The pandemic ignited the “great resignation,” and that phenomenon has temporarily left providers shorthanded as they try to execute their strategy. Assuming the great resignation ebbs, people will become less of a problem in building a clinically integrated supply chain.
Another hopefully temporary problem is processes. As mentioned in Part 1 of this series, hospitals, health systems and medical practices are still working their way out of the disruptions caused by the pandemic. Right now, it’s all hands on deck as providers deal with supply and equipment shortages, inventory management struggles and storage and warehousing issues. Like the people problem, the processes problem should wane in time.

Disconnected tech and data woes

That leaves technology, and it’s the biggest problem. It’s the biggest problem because providers’ disparate health IT systems aren’t connected. Those systems produce all kinds of clinical, financial and operational data. But providers have no way to pipe that data into a single, integrated platform that can merge the data, synthesize the data, and generate the right information and insights in real time to make the best purchasing decisions. There is no way for them to enable outcomes to drive prices and reimbursement. As a result, price and reimbursement usually sit in the front seat with clinical outcomes sitting in the back seat looking out the window, hoping for the best. 

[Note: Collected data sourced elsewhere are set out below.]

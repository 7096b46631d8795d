use std::sync::Arc;
use std::time::Duration;

use collector::CompetitionSource;

#[derive(Clone)]
pub struct AppState {
    pub source: Arc<dyn CompetitionSource>,
    pub request_timeout: Duration,
}

impl AppState {
    pub fn new(source: Arc<dyn CompetitionSource>, request_timeout: Duration) -> Self {
        Self {
            source,
            request_timeout,
        }
    }
}
use axum::{
    Json,
    extract::{Path, Query, State},
};
use records::{
    dto::competition::CompetitionFilter,
    models::{Competition, CompetitionDetail},
};
use validator::Validate;

use crate::error::WebError;
use crate::state::AppState;

use super::services;

#[utoipa::path(
    get,
    path = "/api/v1/competitions",
    params(CompetitionFilter),
    responses(
        (status = 200, description = "Competitions of the requested calendar", body = Vec<Competition>),
        (status = 400, description = "Invalid query parameters"),
        (status = 500, description = "Upstream page could not be fetched")
    ),
    tag = "competitions"
)]
pub async fn list_competitions(
    State(state): State<AppState>,
    Query(filter): Query<CompetitionFilter>,
) -> Result<Json<Vec<Competition>>, WebError> {
    filter.validate()?;

    let competitions = services::list_competitions(&state, &filter).await?;

    Ok(Json(competitions))
}

#[utoipa::path(
    get,
    path = "/api/v1/competitions/{event_id}",
    params(
        ("event_id" = String, Path, description = "FIS event id")
    ),
    responses(
        (status = 200, description = "Competition found", body = CompetitionDetail),
        (status = 404, description = "Competition not found"),
        (status = 500, description = "Upstream page could not be fetched")
    ),
    tag = "competitions"
)]
pub async fn get_competition_detail(
    State(state): State<AppState>,
    Path(event_id): Path<String>,
) -> Result<Json<CompetitionDetail>, WebError> {
    let detail = services::get_competition_detail(&state, &event_id).await?;

    Ok(Json(detail))
}
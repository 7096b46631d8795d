use axum::{Router, http::Method};
use tower_http::cors::{Any, CorsLayer};
use utoipa::OpenApi;
use utoipa_swagger_ui::SwaggerUi;

use crate::features;
use crate::state::AppState;

#[derive(OpenApi)]
#[openapi(
    paths(
        features::health::handlers::health_check,
        features::competitions::handlers::list_competitions,
        features::competitions::handlers::get_competition_detail,
    ),
    components(
        schemas(
            records::dto::health::HealthResponse,
            records::models::Competition,
            records::models::StatusFlags,
            records::models::CompetitionDetail,
            records::models::Race,
            records::models::Run,
            records::models::RaceResult,
            records::models::TechnicalDelegate,
            records::models::Broadcaster,
            records::models::Discipline,
            records::models::Gender,
        )
    ),
    tags(
        (name = "health", description = "Service liveness"),
        (name = "competitions", description = "FIS alpine calendar and event details"),
    )
)]
pub struct ApiDoc;

pub fn build_app(state: AppState) -> Router {
    let cors = CorsLayer::new()
        .allow_origin(Any)
        .allow_methods([Method::GET])
        .allow_headers(Any)
        .max_age(std::time::Duration::from_secs(3600));

    Router::new()
        .merge(SwaggerUi::new("/swagger-ui").url("/api-docs/openapi.json", ApiDoc::openapi()))
        .merge(features::health::routes::routes())
        .nest(
            "/api/v1/competitions",
            features::competitions::routes::routes(),
        )
        .with_state(state)
        .layer(cors)
}

#[cfg(test)]
mod tests {
    use std::collections::BTreeMap;
    use std::sync::Arc;
    use std::time::Duration;

    use axum::{
        body::{Body, to_bytes},
        http::{Request, StatusCode},
    };
    use collector::{CollectorError, CompetitionSource, FetchError};
    use records::models::{
        Competition, CompetitionDetail, Discipline, Gender, StatusFlags,
    };
    use serde_json::Value;
    use tower::ServiceExt;

    use super::*;

    /// In-memory calendar; `slow` makes every detail lookup outlast any deadline.
    struct FakeSource {
        competitions: Vec<Competition>,
        slow: bool,
    }

    fn competition(event_id: &str, category: &str, location: &str, gender: Gender) -> Competition {
        Competition {
            event_id: event_id.to_string(),
            date: "26-27 Oct 2024".to_string(),
            location: location.to_string(),
            country: "AUT".to_string(),
            discipline: vec![Discipline::GiantSlalom],
            category: category.to_string(),
            gender,
            cancelled: false,
            status: StatusFlags::from_positions([true; 4]),
            url: None,
            is_live: false,
        }
    }

    #[async_trait::async_trait]
    impl CompetitionSource for FakeSource {
        async fn list_competitions(&self, category: &str) -> collector::Result<Vec<Competition>> {
            Ok(self
                .competitions
                .iter()
                .filter(|c| c.category == category)
                .cloned()
                .collect())
        }

        async fn competition_detail(&self, event_id: &str) -> collector::Result<CompetitionDetail> {
            if self.slow {
                tokio::time::sleep(Duration::from_secs(600)).await;
            }
            if event_id == "503" {
                return Err(CollectorError::Fetch(FetchError::Status {
                    status: 503,
                    url: "https://www.fis-ski.com/DB/general/event-details.html".to_string(),
                }));
            }

            let competition = self
                .competitions
                .iter()
                .find(|c| c.event_id == event_id)
                .cloned()
                .ok_or_else(|| CollectorError::NotFound(event_id.to_string()))?;

            Ok(CompetitionDetail {
                competition: Some(competition),
                races: Vec::new(),
                technical_delegates: Vec::new(),
                broadcasters: Vec::new(),
                documents: BTreeMap::new(),
            })
        }
    }

    fn app(slow: bool) -> Router {
        let source = FakeSource {
            competitions: vec![
                competition("55579", "WC", "Soelden", Gender::Men),
                competition("55580", "WC", "Soelden", Gender::Women),
                competition("55600", "WC", "Levi", Gender::Women),
                competition("56000", "WSC", "Saalbach", Gender::Both),
            ],
            slow,
        };
        build_app(AppState::new(Arc::new(source), Duration::from_secs(120)))
    }

    async fn get(app: Router, uri: &str) -> (StatusCode, Value) {
        let response = app
            .oneshot(Request::builder().uri(uri).body(Body::empty()).unwrap())
            .await
            .unwrap();
        let status = response.status();
        let body = to_bytes(response.into_body(), usize::MAX).await.unwrap();

        (status, serde_json::from_slice(&body).unwrap())
    }

    fn event_ids(body: &Value) -> Vec<&str> {
        body.as_array()
            .unwrap()
            .iter()
            .map(|c| c["event_id"].as_str().unwrap())
            .collect()
    }

    #[tokio::test]
    async fn test_health() {
        let (status, body) = get(app(false), "/health").await;

        assert_eq!(status, StatusCode::OK);
        assert_eq!(body["status"], "healthy");
    }

    #[tokio::test]
    async fn test_list_defaults_to_world_cup() {
        let (status, body) = get(app(false), "/api/v1/competitions").await;

        assert_eq!(status, StatusCode::OK);
        assert_eq!(event_ids(&body), vec!["55579", "55580", "55600"]);
        assert_eq!(body[0]["gender"], "M");
        assert_eq!(body[0]["discipline"][0], "GS");
    }

    #[tokio::test]
    async fn test_list_filters() {
        let (_, body) = get(app(false), "/api/v1/competitions?gender=W&location=sOeL").await;
        assert_eq!(event_ids(&body), vec!["55580"]);

        let (_, body) = get(app(false), "/api/v1/competitions?discipline=SL").await;
        assert!(event_ids(&body).is_empty());

        let (_, body) = get(app(false), "/api/v1/competitions?category=WSC").await;
        assert_eq!(event_ids(&body), vec!["56000"]);
    }

    #[tokio::test]
    async fn test_unknown_filter_codes_return_empty_list() {
        let (status, body) = get(app(false), "/api/v1/competitions?gender=X").await;
        assert_eq!(status, StatusCode::OK);
        assert!(event_ids(&body).is_empty());

        let (status, body) = get(app(false), "/api/v1/competitions?discipline=gs").await;
        assert_eq!(status, StatusCode::OK);
        assert!(event_ids(&body).is_empty());

        let (status, body) = get(app(false), "/api/v1/competitions?discipline=GS&gender=M").await;
        assert_eq!(status, StatusCode::OK);
        assert_eq!(event_ids(&body), vec!["55579"]);
    }

    #[tokio::test]
    async fn test_list_rejects_invalid_category() {
        let (status, body) = get(app(false), "/api/v1/competitions?category=W%2FC").await;

        assert_eq!(status, StatusCode::BAD_REQUEST);
        assert_eq!(body["detail"], "Validation failed");
    }

    #[tokio::test]
    async fn test_detail() {
        let (status, body) = get(app(false), "/api/v1/competitions/56000").await;

        assert_eq!(status, StatusCode::OK);
        assert_eq!(body["competition"]["category"], "WSC");
        assert_eq!(body["races"], Value::Array(Vec::new()));
    }

    #[tokio::test]
    async fn test_detail_not_found_is_404() {
        let (status, body) = get(app(false), "/api/v1/competitions/1").await;

        assert_eq!(status, StatusCode::NOT_FOUND);
        assert_eq!(body["detail"], "Competition not found: 1");
    }

    #[tokio::test]
    async fn test_upstream_failure_is_500_with_message() {
        let (status, body) = get(app(false), "/api/v1/competitions/503").await;

        assert_eq!(status, StatusCode::INTERNAL_SERVER_ERROR);
        assert!(body["detail"].as_str().unwrap().starts_with("HTTP error 503"));
    }

    #[tokio::test(start_paused = true)]
    async fn test_slow_upstream_hits_deadline() {
        let (status, body) = get(app(true), "/api/v1/competitions/55579").await;

        assert_eq!(status, StatusCode::GATEWAY_TIMEOUT);
        assert_eq!(body["detail"], "Upstream request timed out");
    }
}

The solution is interoperability. It’s building or installing a single platform that can make those disparate systems talk to one another and agree on supply chain truth.

Interestingly, HIMSS has a lie detector for supply chain truth, or more accurately, a way to measure how close a provider is to achieving a clinically integrated supply chain. It’s called the Clinically Integrated Supply Outcomes Model, or CISOM. CISOM has seven stages (actually eight as it starts with Stage 0) with Stage 7 being the highest state of clinical integration. 

Organizations that reach Stage 7 have the following capabilities:

  • “Point of care capture of product data proactively cues clinician teams to the risk of adverse events using predictive analytics tools to enable preventive actions to strengthen quality and safety.”
  • “Patient outcomes are linked to care processes, product use and clinician teams at the point of care to identify the best outcomes for population segments and conditions under which the best outcomes are achieved.”
  • “Patients access their personal health data with analytics tools to build health literacy and inform decisions to support self-management.”
  • “Leadership strategy is informed by the flow of clinically integrated data in real time, which creates evidence informing all strategic leadership decisions to personalize care delivery 
  • to population segments to achieve best outcomes.”

As you can see, in Stage 7, a clinically integrated supply chain is all about clinical outcomes. When that happens,  good business, i.e., prices and reimbursement, follows. 

Will we get there this yearin 2024? It’s possible. But the first step must be integrating clinical, financial and operational data on a single, interoperable platform. Without that step, it may be back to square one (or Stage 0).